As HB anorak says, there is no non dep deduction until the relevant person reached 18 so on “passported” awards, the imposition of any deduction is simply wrong
With other awards, if the person leaves education, this will result in a reduction in the applicable amount, not the the making of a non dependant deduction
Of itself, receipt or otherwise of child benefit is not the issue, the issue is whether or not the person is a qualifying person for child benefit purposes. This was explained by Judge Turnbull in CH/2812/2008 at [10-11]
10. Whether it was right to cease including a personal allowance in respect of Vanita in the Claimant’s applicable amount did not depend directly on whether child benefit had ceased, but on whether she had ceased to be a “young person”: see para. 2 of Part I to Schedule 3 to the Housing Benefit Regulations 2006. “Young person” is defined, in reg. 19(1) of those Regulations, as having the same meaning as “qualifying young person” in s.142 of the 1992 Act – i.e. the definition is effectively the same as that which applies in respect of child benefit.

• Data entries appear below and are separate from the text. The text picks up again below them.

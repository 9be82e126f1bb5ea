//! Ownership checks for profile mutations.
//!
//! The check is a read followed later by a separate write, so it is not atomic
//! against a concurrent change of owner. Profiles are never transferred between
//! accounts, which makes that window irrelevant. Call [`assert_owner`] as the
//! last step before applying the mutation.

use thiserror::Error;
use tracing::warn;
use uuid::Uuid;

use crate::{
    error::ApiError,
    profiles::{repo::ProfileStore, repo_types::ProfileKind},
};

#[derive(Debug, Error)]
pub enum OwnershipError {
    #[error("{0} not found")]
    NotFound(ProfileKind),
    #[error("{0} belongs to another user")]
    Forbidden(ProfileKind),
    #[error(transparent)]
    Store(#[from] anyhow::Error),
}

pub async fn assert_owner(
    profiles: &dyn ProfileStore,
    actor_id: Uuid,
    resource_id: Uuid,
    kind: ProfileKind,
) -> Result<(), OwnershipError> {
    let owner = match kind {
        ProfileKind::Engineer => profiles
            .find_engineer(resource_id)
            .await?
            .map(|e| e.user_id),
        ProfileKind::Recruiter => profiles
            .find_recruiter(resource_id)
            .await?
            .map(|r| r.user_id),
    };

    match owner {
        None => Err(OwnershipError::NotFound(kind)),
        Some(owner) if owner != actor_id => {
            warn!(%actor_id, %resource_id, %kind, "ownership check failed");
            Err(OwnershipError::Forbidden(kind))
        }
        Some(_) => Ok(()),
    }
}

impl OwnershipError {
    /// Maps onto the envelope using `scope` (e.g. `engineer.update`) as the code prefix.
    pub fn into_api(self, scope: &str, message: &str) -> ApiError {
        match self {
            OwnershipError::NotFound(kind) => ApiError::not_found(
                &format!("{scope}.not_found"),
                message,
                format!("{kind} not found"),
            ),
            OwnershipError::Forbidden(kind) => ApiError::forbidden(
                &format!("{scope}.forbidden"),
                message,
                format!("can't update {kind} belonging to other user"),
            ),
            OwnershipError::Store(e) => {
                ApiError::upstream(&format!("{scope}.check_owner"), message, e)
            }
        }
    }
}
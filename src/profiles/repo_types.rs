use std::fmt;

use serde::{Deserialize, Serialize};
use sqlx::FromRow;
use thiserror::Error;
use time::OffsetDateTime;
use uuid::Uuid;

#[derive(Debug, Clone, Copy, PartialEq, Eq, Serialize)]
#[serde(rename_all = "lowercase")]
pub enum ProfileKind {
    Engineer,
    Recruiter,
}

impl fmt::Display for ProfileKind {
    fn fmt(&self, f: &mut fmt::Formatter<'_>) -> fmt::Result {
        match self {
            ProfileKind::Engineer => f.write_str("engineer"),
            ProfileKind::Recruiter => f.write_str("recruiter"),
        }
    }
}

#[derive(Debug, Clone, Serialize, Deserialize, FromRow)]
#[serde(rename_all = "camelCase")]
pub struct Engineer {
    pub id: Uuid,
    pub user_id: Uuid,
    pub first_name: String,
    pub last_name: String,
    pub tagline: String,
    pub city: String,
    pub state: Option<String>,
    pub country: String,
    pub avatar: String,
    pub bio: String,
    pub search_status: String,
    pub role_type: Vec<String>,
    pub role_level: Vec<String>,
    pub website: Option<String>,
    pub github: String,
    pub twitter: Option<String>,
    #[serde(rename = "linkedIn")]
    pub linkedin: String,
    #[serde(rename = "stackOverflow")]
    pub stackoverflow: Option<String>,
    #[serde(with = "time::serde::rfc3339")]
    pub created_at: OffsetDateTime,
}

/// What a non-member sees of an engineer: no name, no contact links.
#[derive(Debug, Clone, Serialize)]
#[serde(rename_all = "camelCase")]
pub struct PartialEngineer {
    pub id: Uuid,
    pub user_id: Uuid,
    pub tagline: String,
    pub city: String,
    pub state: Option<String>,
    pub country: String,
    pub avatar: String,
    pub bio: String,
    pub search_status: String,
    pub role_type: Vec<String>,
    pub role_level: Vec<String>,
}

impl From<&Engineer> for PartialEngineer {
    fn from(e: &Engineer) -> Self {
        Self {
            id: e.id,
            user_id: e.user_id,
            tagline: e.tagline.clone(),
            city: e.city.clone(),
            state: e.state.clone(),
            country: e.country.clone(),
            avatar: e.avatar.clone(),
            bio: e.bio.clone(),
            search_status: e.search_status.clone(),
            role_type: e.role_type.clone(),
            role_level: e.role_level.clone(),
        }
    }
}

#[derive(Debug, Clone, Copy, PartialEq, Eq, Serialize, Deserialize)]
#[serde(rename_all = "lowercase")]
pub enum RecruiterStatus {
    Pending,
    Approved,
    Rejected,
}

#[derive(Debug, Error)]
#[error("unknown recruiter status {0:?}")]
pub struct UnknownStatus(pub String);

impl RecruiterStatus {
    pub fn as_str(self) -> &'static str {
        match self {
            RecruiterStatus::Pending => "pending",
            RecruiterStatus::Approved => "approved",
            RecruiterStatus::Rejected => "rejected",
        }
    }
}

impl TryFrom<String> for RecruiterStatus {
    type Error = UnknownStatus;

    fn try_from(value: String) -> Result<Self, Self::Error> {
        match value.as_str() {
            "pending" => Ok(RecruiterStatus::Pending),
            "approved" => Ok(RecruiterStatus::Approved),
            "rejected" => Ok(RecruiterStatus::Rejected),
            _ => Err(UnknownStatus(value)),
        }
    }
}

#[derive(Debug, Clone, Serialize, Deserialize, FromRow)]
#[serde(rename_all = "camelCase")]
pub struct Recruiter {
    pub id: Uuid,
    pub user_id: Uuid,
    pub first_name: String,
    pub last_name: String,
    pub company: String,
    pub role: String,
    pub logo: String,
    pub bio: String,
    #[serde(rename = "linkedIn")]
    pub linkedin: String,
    pub website: Option<String>,
    /// Approved for full directory access.
    pub is_member: bool,
    #[sqlx(try_from = "String")]
    pub status: RecruiterStatus,
    pub rejection_reason: Option<String>,
    pub approved_by: Option<Uuid>,
    #[serde(with = "time::serde::rfc3339::option")]
    pub approval_date: Option<OffsetDateTime>,
    #[serde(with = "time::serde::rfc3339")]
    pub created_at: OffsetDateTime,
}

/// Partial update of an engineer; `None` leaves a column untouched.
#[derive(Debug, Clone, Default)]
pub struct EngineerPatch {
    pub first_name: Option<String>,
    pub last_name: Option<String>,
    pub tagline: Option<String>,
    pub city: Option<String>,
    pub state: Option<String>,
    pub country: Option<String>,
    pub avatar: Option<String>,
    pub bio: Option<String>,
    pub search_status: Option<String>,
    pub role_type: Option<Vec<String>>,
    pub role_level: Option<Vec<String>>,
    pub website: Option<String>,
    pub twitter: Option<String>,
    pub stackoverflow: Option<String>,
}

#[derive(Debug, Clone, Default)]
pub struct RecruiterPatch {
    pub first_name: Option<String>,
    pub last_name: Option<String>,
    pub company: Option<String>,
    pub bio: Option<String>,
    pub logo: Option<String>,
    pub role: Option<String>,
    pub website: Option<String>,
}

/// Moderation outcome written by an admin.
#[derive(Debug, Clone)]
pub struct RecruiterDecision {
    pub status: RecruiterStatus,
    pub rejection_reason: Option<String>,
    pub decided_by: Uuid,
    pub decided_at: OffsetDateTime,
}

impl RecruiterDecision {
    pub fn is_member(&self) -> bool {
        self.status == RecruiterStatus::Approved
    }

    /// Approval columns are only set by an approval; any other decision clears them.
    pub fn approved_by(&self) -> Option<Uuid> {
        self.is_member().then_some(self.decided_by)
    }

    pub fn approval_date(&self) -> Option<OffsetDateTime> {
        self.is_member().then_some(self.decided_at)
    }
}

#[derive(Debug, Clone, Default, PartialEq, Eq)]
pub struct EngineerFilter {
    pub country: Option<String>,
    pub search_status: Option<String>,
    pub role_level: Option<String>,
    pub role_type: Option<String>,
}

#[derive(Debug, Clone, PartialEq, Eq)]
pub struct EngineerQuery {
    pub page: i64,
    pub limit: i64,
    pub filter: EngineerFilter,
}

impl Default for EngineerQuery {
    fn default() -> Self {
        Self {
            page: 1,
            limit: 10,
            filter: EngineerFilter::default(),
        }
    }
}

/// Row offset of a 1-based page, or `None` when it does not fit an `i64`.
pub fn page_offset(page: i64, limit: i64) -> Option<i64> {
    page.checked_sub(1)?.checked_mul(limit)
}

impl EngineerQuery {
    pub fn offset(&self) -> i64 {
        page_offset(self.page, self.limit).unwrap_or(i64::MAX)
    }
}
use std::fmt;

use axum::{
    http::StatusCode,
    response::{IntoResponse, Response},
    Json,
};
use serde_json::json;
use tracing::{error, warn};

/// Machine-readable error taxonomy. Each kind maps to exactly one HTTP status.
#[derive(Debug, Clone, Copy, PartialEq, Eq)]
pub enum ErrorKind {
    Validation,
    AuthRequired,
    InvalidToken,
    InvalidCredentials,
    Forbidden,
    NotFound,
    /// Duplicate account or profile. Reported as 400, like any other validation failure.
    Conflict,
    Upstream,
}

impl ErrorKind {
    pub fn status(self) -> StatusCode {
        match self {
            ErrorKind::Validation | ErrorKind::Conflict => StatusCode::BAD_REQUEST,
            ErrorKind::AuthRequired | ErrorKind::InvalidToken | ErrorKind::InvalidCredentials => {
                StatusCode::UNAUTHORIZED
            }
            ErrorKind::Forbidden => StatusCode::FORBIDDEN,
            ErrorKind::NotFound => StatusCode::NOT_FOUND,
            ErrorKind::Upstream => StatusCode::INTERNAL_SERVER_ERROR,
        }
    }
}

/// The error half of the response envelope.
///
/// Serialized as `{"status", "code", "message", "detail"}`. For upstream
/// failures the cause is kept for logging and never written to the body.
#[derive(Debug)]
pub struct ApiError {
    pub kind: ErrorKind,
    pub code: String,
    pub message: String,
    pub detail: String,
    cause: Option<anyhow::Error>,
}

pub type ApiResult<T> = Result<T, ApiError>;

impl ApiError {
    pub fn new(
        kind: ErrorKind,
        code: impl Into<String>,
        message: impl Into<String>,
        detail: impl Into<String>,
    ) -> Self {
        Self {
            kind,
            code: code.into(),
            message: message.into(),
            detail: detail.into(),
            cause: None,
        }
    }

    pub fn validation(code: &str, message: &str, detail: impl Into<String>) -> Self {
        Self::new(ErrorKind::Validation, code, message, detail)
    }

    pub fn conflict(code: &str, message: &str, detail: impl Into<String>) -> Self {
        Self::new(ErrorKind::Conflict, code, message, detail)
    }

    pub fn forbidden(code: &str, message: &str, detail: impl Into<String>) -> Self {
        Self::new(ErrorKind::Forbidden, code, message, detail)
    }

    pub fn not_found(code: &str, message: &str, detail: impl Into<String>) -> Self {
        Self::new(ErrorKind::NotFound, code, message, detail)
    }

    pub fn upstream(code: &str, message: &str, cause: impl Into<anyhow::Error>) -> Self {
        Self {
            kind: ErrorKind::Upstream,
            code: code.into(),
            message: message.into(),
            detail: "internal error".into(),
            cause: Some(cause.into()),
        }
    }

    pub fn status(&self) -> StatusCode {
        self.kind.status()
    }
}

impl fmt::Display for ApiError {
    fn fmt(&self, f: &mut fmt::Formatter<'_>) -> fmt::Result {
        write!(f, "{} ({}): {}", self.message, self.code, self.detail)
    }
}

impl IntoResponse for ApiError {
    fn into_response(self) -> Response {
        let status = self.status();
        match &self.cause {
            Some(cause) => error!(
                status = status.as_u16(),
                code = %self.code,
                error = ?cause,
                "request failed"
            ),
            None => warn!(
                status = status.as_u16(),
                code = %self.code,
                detail = %self.detail,
                "request rejected"
            ),
        }

        let body = json!({
            "status": status.as_u16(),
            "code": self.code,
            "message": self.message,
            "detail": self.detail,
        });
        (status, Json(body)).into_response()
    }
}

11. Because Vanita’s new course was not (as I find) “advanced education”, within the definition in reg. 1(3) of the Child Benefit (General) Regulations 2006, the Council was wrong to remove the personal allowance in respect of Vanita, from which it follows that there was no overpayment, and therefore no recoverable overpayment. The entitlement to have a personal allowance in respect of Vanita included in the Claimant’s “applicable amount” turned on whether Vanita was still a “young person”, and not on whether child benefit was still in payment. If, as appears to have been the case, payment of child was wrongly terminated by the Revenue, it did not follow that the Council was entitled to cease treating Vanita as a “young person.”